Following his departure from the NAACP, Du Bois returned to Atlanta University and to academic scholarship for ten years. In 1943, at the age of seventy-six, he was forced to retire from the university, and he accepted a position back at the NAACP. By this time, Du Bois was clearly out of step with the civil rights organization; his increasingly leftist, pro-Soviet politics and his criticism both of U.S. foreign policy and of the NAACP director Walter White cost him his job in 1948. In the late 1940s and early 1950s Du Bois became involved in leftist organizations, continued condemning the United States and its foreign policy while praising the Soviet Union, and ran for public office as a nominee of the American Labor Party. These activities made him a target of the post-World War II "red scare" inspired by Senator Joseph McCarthy. Although he was acquitted of charges related to his involvement with radical antiwar organizations, his passport was suspended from 1951 to 1958. When he regained the right to travel abroad, he made a series of trips, including highly publicized visits to East Germany, the Soviet Union, and Communist China. Du Bois's continued pro-Communist political radicalism isolated him from the emerging civil rights movement. In 1961, disillusioned with the United States, Du Bois formally joined the U.S. Communist Party before relocating to the newly independent nation of Ghana. In 1963 he became a citizen of his adopted country; on August 27, 1963, he died at the age of ninety-five.

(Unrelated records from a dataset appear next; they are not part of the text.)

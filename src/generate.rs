//! Deterministic request synthesis
//!
//! Every header and path parameter value is a SHA-512 digest of
//! `scenarioId|location|index`, where `index` counts parameters within their
//! own location. The same scenario therefore always regenerates the same
//! request, with no state kept between calls.

use crate::contract::{Contract, Operation, ParameterLocation};
use crate::error::ContractError;
use crate::identity::sha512_hex;
use crate::types::{ScenarioCoordinates, ScenarioId, Variables};
use indexmap::IndexMap;
use serde::Serialize;
use serde_json::{json, Value};

/// Placeholder produced for `number`/`integer` parameter schemas
pub const NUMERIC_PLACEHOLDER: i64 = 0;

/// Synthetic request values for one scenario
#[derive(Debug, Clone, PartialEq, Serialize)]
pub struct GeneratedRequest {
    pub headers: IndexMap<String, Value>,
    pub path: IndexMap<String, Value>,
}

impl GeneratedRequest {
    /// Request tree addressed by `REQ` expressions
    pub fn to_value(&self) -> Value {
        json!({
            "headers": self.headers,
            "path": self.path,
        })
    }
}

/// Request with its path template filled in, ready to send
#[derive(Debug, Clone, PartialEq, Serialize)]
pub struct RenderedRequest {
    pub headers: IndexMap<String, String>,
    pub path: String,
}

/// Generated request plus the external variables it is evaluated with
#[derive(Debug, Clone, PartialEq)]
pub struct GeneratedContext<'a> {
    pub request: GeneratedRequest,
    pub variables: &'a Variables,
}

/// Resolve the scenario's operation and synthesize its request
pub fn generate_context<'a>(
    contract: &Contract,
    coordinates: &ScenarioCoordinates,
    scenario_id: ScenarioId,
    variables: &'a Variables,
) -> Result<GeneratedContext<'a>, ContractError> {
    let operation = contract.operation(&coordinates.path, &coordinates.method)?;
    Ok(GeneratedContext {
        request: generate_request(&operation, scenario_id)?,
        variables,
    })
}

/// Synthesize header and path parameter values for an operation
pub fn generate_request(
    operation: &Operation,
    scenario_id: ScenarioId,
) -> Result<GeneratedRequest, ContractError> {
    Ok(GeneratedRequest {
        headers: generate_parameters(operation, scenario_id, ParameterLocation::Header)?,
        path: generate_parameters(operation, scenario_id, ParameterLocation::Path)?,
    })
}

fn generate_parameters(
    operation: &Operation,
    scenario_id: ScenarioId,
    location: ParameterLocation,
) -> Result<IndexMap<String, Value>, ContractError> {
    operation
        .parameters_in(location)
        .enumerate()
        .map(|(index, parameter)| {
            let value = match parameter.schema_type() {
                Some("string") => Value::String(sha512_hex(&format!(
                    "{}|{}|{}",
                    scenario_id,
                    location.as_str(),
                    index
                ))),
                Some("number") | Some("integer") => Value::from(NUMERIC_PLACEHOLDER),
                other => {
                    return Err(ContractError::UnsupportedSchemaType(
                        other.unwrap_or("<none>").to_string(),
                    ))
                }
            };
            Ok((parameter.name.clone(), value))
        })
        .collect()
}

/// Fill `{name}` placeholders of a path template and stringify headers
pub fn render_request(path_template: &str, request: &GeneratedRequest) -> RenderedRequest {
    let path = request
        .path
        .iter()
        .fold(path_template.to_string(), |path, (name, value)| {
            path.replace(&format!("{{{}}}", name), &value_text(value))
        });

    RenderedRequest {
        headers: request
            .headers
            .iter()
            .map(|(name, value)| (name.clone(), value_text(value)))
            .collect(),
        path,
    }
}

/// Raw text of strings, JSON text of everything else
pub(crate) fn value_text(value: &Value) -> String {
    match value {
        Value::String(s) => s.clone(),
        other => other.to_string(),
    }
}
//! Merge rules: defaults, override order, conflict handling.

use crate::config::{default_connect_timeout_secs, default_request_timeout_secs};
use crate::logging::{default_format, default_log_level, default_output};
use config::Config;
use config::ConfigBuilder;
use config::ConfigError;

/// Create a Config builder with merge policy defaults applied.
pub fn builder_with_defaults() -> Result<ConfigBuilder<config::builder::DefaultState>, ConfigError>
{
    Config::builder()
        .set_default("http.connect_timeout_secs", default_connect_timeout_secs())?
        .set_default("http.request_timeout_secs", default_request_timeout_secs())?
        .set_default("logging.level", default_log_level())?
        .set_default("logging.format", default_format())?
        .set_default("logging.output", default_output())
}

Du Bois was the leading African American intellectual of his day. He first established his credentials with his scholarly publications on the Atlanta slave trade and on Philadelphia's black community. In 1897 he began to define his political and racial views, moving from academic work to political and social activism; his publication of "Strivings of the Negro People" in the Atlantic Monthly brought him national attention. Six years later, his classic work The Souls of Black Folk cemented his intellectual credentials. His involvement with the Niagara Movement beginning in 1905 and with the National Association for the Advancement of Colored People made him the most significant of Booker T. Washington's critics and the most prominent and most respected head of the early-twentieth-century campaign for civil rights. In his books and articles, especially those published in the Crisis, Du Bois developed ideas that were fundamental to his vision of race in America and to the long struggle against discrimination and for equality. While he found himself increasingly out of the mainstream civil rights movement following his departure from the NAACP in 1934, Du Bois remained one of the giants among twentieth-century American intellectuals.
References:
1. Blum, Edward J. W. E. B. Du Bois: American Prophet. Philadelphia: University of Pennsylvania Press, 2007.

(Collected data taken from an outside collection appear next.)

//! Cassandra module
//!
//! Given `present` seeds one row per entry; then `present`/`absent` checks
//! whether matching rows exist. The CQL wire protocol lives behind
//! [`CqlConnector`]; this module only builds statements, pools sessions, and
//! compares rows.

use super::{settle, GivenModule, Module, ModuleContext, ModuleVerdicts, ThenModule, Verdict};
use crate::backend::pool::ConnectionPool;
use crate::error::ModuleError;
use crate::evaluate::{evaluate_value, EvaluationContext};
use crate::generate::value_text;
use crate::identity::md5_hex;
use crate::invoke::ResponseIndex;
use crate::merge::{fan_out, BatchEntry, ModuleBatch};
use crate::types::ScenarioId;
use async_trait::async_trait;
use indexmap::IndexMap;
use serde::de::DeserializeOwned;
use serde::{Deserialize, Serialize};
use serde_json::{json, Value};
use std::fmt;
use std::sync::Arc;
use tracing::{debug, info};

const MODULE_NAME: &str = "cassandra";
const PRESENT: &str = "present";
const ABSENT: &str = "absent";

/// Statement used to verify a freshly opened session
pub const PROBE_STATEMENT: &str = "SELECT now() FROM system.local";

/// One result row, column name to value
pub type Row = IndexMap<String, Value>;

/// Connection parameters of a cluster
#[derive(Debug, Clone, PartialEq, Eq, Hash, Serialize, Deserialize)]
#[serde(rename_all = "camelCase")]
pub struct CassandraEndpoint {
    pub contact_point: String,
    pub local_data_center: String,
}

impl CassandraEndpoint {
    /// Pool key: md5 of `contactPoint|localDataCenter`
    pub fn connection_key(&self) -> String {
        md5_hex(&format!("{}|{}", self.contact_point, self.local_data_center))
    }
}

impl fmt::Display for CassandraEndpoint {
    fn fmt(&self, f: &mut fmt::Formatter<'_>) -> fmt::Result {
        write!(f, "{}/{}", self.contact_point, self.local_data_center)
    }
}

/// An open CQL session
#[async_trait]
pub trait CqlSession: Send + Sync {
    async fn execute(&self, statement: &str) -> Result<Vec<Row>, ModuleError>;

    async fn shutdown(&self) -> Result<(), ModuleError>;
}

/// Opens CQL sessions
#[async_trait]
pub trait CqlConnector: Send + Sync {
    type Session: CqlSession + 'static;

    async fn connect(&self, endpoint: &CassandraEndpoint) -> Result<Self::Session, ModuleError>;
}

/// `INSERT INTO keyspace.table (c1,c2) VALUES ('v1','v2')`
pub fn insert_statement(keyspace: &str, table: &str, data: &Row) -> String {
    let columns: Vec<&str> = data.keys().map(String::as_str).collect();
    let values: Vec<String> = data
        .values()
        .map(|value| format!("'{}'", value_text(value).replace('\'', "''")))
        .collect();
    format!(
        "INSERT INTO {}.{} ({}) VALUES ({})",
        keyspace,
        table,
        columns.join(","),
        values.join(",")
    )
}

pub fn select_all_statement(keyspace: &str, table: &str) -> String {
    format!("SELECT * FROM {}.{}", keyspace, table)
}

#[derive(Debug, Clone, Deserialize)]
#[serde(rename_all = "camelCase")]
struct SeedFragment {
    #[serde(flatten)]
    endpoint: CassandraEndpoint,
    keyspace: String,
    table: String,
    data: Row,
}

#[derive(Debug, Clone, Deserialize)]
#[serde(untagged)]
enum Expectation {
    Columns(Vec<String>),
    Values(Row),
}

#[derive(Debug, Clone, Deserialize)]
#[serde(rename_all = "camelCase")]
struct AssertFragment {
    #[serde(flatten)]
    endpoint: CassandraEndpoint,
    keyspace: String,
    table: String,
    data: Expectation,
}

pub struct CassandraModule<C: CqlConnector> {
    connector: C,
    pool: ConnectionPool<C::Session>,
}

impl<C: CqlConnector> CassandraModule<C> {
    pub fn new(connector: C) -> Self {
        Self {
            connector,
            pool: ConnectionPool::new(),
        }
    }

    /// Sessions currently held by the pool
    pub fn open_sessions(&self) -> usize {
        self.pool.len()
    }

    async fn session(&self, endpoint: &CassandraEndpoint) -> Result<Arc<C::Session>, ModuleError> {
        self.pool
            .get_or_connect(&endpoint.connection_key(), || async {
                let session = self.connector.connect(endpoint).await?;
                session.execute(PROBE_STATEMENT).await?;
                info!(endpoint = %endpoint, "Cassandra session created");
                Ok::<_, ModuleError>(session)
            })
            .await
    }

    async fn seed(&self, entry: &BatchEntry, context: ModuleContext<'_>) -> Result<(), ModuleError> {
        let evaluation = context.evaluation_context(entry.scenario_id)?;
        let fragment: SeedFragment = parse_fragment(entry.scenario_id, &entry.fragment, &evaluation)?;

        let session = self.session(&fragment.endpoint).await?;
        let statement = insert_statement(&fragment.keyspace, &fragment.table, &fragment.data);
        debug!(scenario = %entry.scenario_id, statement = %statement, "Seeding row");
        session.execute(&statement).await?;
        Ok(())
    }

    async fn check(
        &self,
        operation: &str,
        entry: &BatchEntry,
        context: ModuleContext<'_>,
        responses: &ResponseIndex,
    ) -> Result<(ScenarioId, Verdict), ModuleError> {
        let evaluation = context.evaluation_context_with_responses(entry.scenario_id, responses)?;
        let fragment: AssertFragment =
            parse_fragment(entry.scenario_id, &entry.fragment, &evaluation)?;

        let expected = match &fragment.data {
            Expectation::Values(values) => vec![values.clone()],
            Expectation::Columns(columns) => seeded_rows(entry.scenario_id, &fragment, columns, context)?,
        };

        let session = self.session(&fragment.endpoint).await?;
        let rows = session
            .execute(&select_all_statement(&fragment.keyspace, &fragment.table))
            .await?;

        let found: Vec<bool> = expected
            .iter()
            .map(|wanted| rows.iter().any(|row| row_matches(row, wanted)))
            .collect();
        let passed = if operation == PRESENT {
            found.iter().all(|hit| *hit)
        } else {
            !found.iter().any(|hit| *hit)
        };

        Ok((
            entry.scenario_id,
            Verdict::new(
                passed,
                json!({
                    "operation": operation,
                    "keyspace": fragment.keyspace,
                    "table": fragment.table,
                    "expected": expected,
                    "found": found,
                }),
            ),
        ))
    }
}

#[async_trait]
impl<C: CqlConnector> Module for CassandraModule<C> {
    fn name(&self) -> &str {
        MODULE_NAME
    }

    async fn release(&self) -> Result<(), ModuleError> {
        let sessions = self.pool.drain();
        if sessions.is_empty() {
            return Ok(());
        }
        let count = sessions.len();
        settle(MODULE_NAME, sessions, |session| async move { session.shutdown().await }).await?;
        info!(sessions = count, "Cassandra sessions shut down");
        Ok(())
    }
}

#[async_trait]
impl<C: CqlConnector> GivenModule for CassandraModule<C> {
    fn given_operations(&self) -> &[&'static str] {
        &[PRESENT]
    }

    async fn execute_given(
        &self,
        batch: &ModuleBatch,
        context: ModuleContext<'_>,
    ) -> Result<(), ModuleError> {
        let entries: Vec<&BatchEntry> = batch.entries(PRESENT).iter().collect();
        settle(MODULE_NAME, entries, |entry| self.seed(entry, context)).await?;
        Ok(())
    }
}

#[async_trait]
impl<C: CqlConnector> ThenModule for CassandraModule<C> {
    fn then_operations(&self) -> &[&'static str] {
        &[PRESENT, ABSENT]
    }

    async fn execute_then(
        &self,
        batch: &ModuleBatch,
        context: ModuleContext<'_>,
        responses: &ResponseIndex,
    ) -> Result<ModuleVerdicts, ModuleError> {
        let entries: Vec<(&str, &BatchEntry)> = batch.iter().collect();
        let checked = settle(MODULE_NAME, entries, |(operation, entry)| {
            self.check(operation, entry, context, responses)
        })
        .await?;

        let mut verdicts = ModuleVerdicts::new();
        for (scenario_id, verdict) in checked {
            verdicts.entry(scenario_id).or_default().push(verdict);
        }
        Ok(verdicts)
    }
}

fn parse_fragment<T: DeserializeOwned>(
    scenario: ScenarioId,
    fragment: &Value,
    evaluation: &EvaluationContext<'_>,
) -> Result<T, ModuleError> {
    let concrete = evaluate_value(fragment, evaluation)?;
    serde_json::from_value(concrete).map_err(|e| ModuleError::InvalidFragment {
        module: MODULE_NAME.to_string(),
        scenario,
        message: e.to_string(),
    })
}

/// Rows seeded by the scenario's own given fragment for the same table,
/// projected onto `columns`
fn seeded_rows(
    scenario: ScenarioId,
    fragment: &AssertFragment,
    columns: &[String],
    context: ModuleContext<'_>,
) -> Result<Vec<Row>, ModuleError> {
    let invalid = |message: String| ModuleError::InvalidFragment {
        module: MODULE_NAME.to_string(),
        scenario,
        message,
    };

    let declared = context
        .scenarios
        .get(&scenario)
        .and_then(|body| body.given.get(MODULE_NAME))
        .and_then(|given| given.get(PRESENT))
        .map(fan_out)
        .unwrap_or_default();

    let evaluation = context.evaluation_context(scenario)?;
    let mut projected = Vec::new();
    for seed in &declared {
        let seed: SeedFragment = parse_fragment(scenario, seed, &evaluation)?;
        if seed.keyspace != fragment.keyspace || seed.table != fragment.table {
            continue;
        }
        let row = columns
            .iter()
            .map(|column| {
                seed.data
                    .get(column)
                    .map(|value| (column.clone(), value.clone()))
                    .ok_or_else(|| invalid(format!("column '{}' was never seeded", column)))
            })
            .collect::<Result<Row, _>>()?;
        projected.push(row);
    }

    if projected.is_empty() {
        return Err(invalid(format!(
            "no seeded {} row in {}.{} to take column values from",
            PRESENT, fragment.keyspace, fragment.table
        )));
    }
    Ok(projected)
}

/// Every expected column present with an equal value; column names ignore case
fn row_matches(row: &Row, expected: &Row) -> bool {
    expected.iter().all(|(column, wanted)| {
        row.iter()
            .find(|(name, _)| name.eq_ignore_ascii_case(column))
            .map(|(_, actual)| actual == wanted || value_text(actual) == value_text(wanted))
            .unwrap_or(false)
    })
}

2. Lewis, David Levering. W. E. B. Du Bois. Vol. 1: Biography of a Race, 1868-1919. New York: Henry Holt, 1993; Vol. 2: The Fight for Equality and the American Century, 1919-1963. New York: Henry Holt, 2000.
3. Marable, Manning. W. E. B. Du Bois: Black Radical Democrat. Boston: Twayne Publishers, 1986.
4. Meier, August. Negro Thought in America, 1880-1915: Racial Ideologies in the Age of Booker T. Washington. Ann Arbor: University of Michigan Press, 1963.
5. Moore, Jacqueline M. Booker T. Washington, W. E. B. Du Bois, and the Struggle for Racial Uplift. Wilmington, Del.: Scholarly Resources, 2003.
6. Rampersad, Arnold. The Art and Imagination of W. E. B. Du Bois. Cambridge, Mass.: Harvard University Press, 1976.
7. Rudwick, Elliott M. W. E. B. Du Bois: Propagandist of the Negro Protest. New York: Atheneum, 1969.
8. Wolters, Raymond. Du Bois and His Rivals. Columbia: University of Missouri Press, 2002.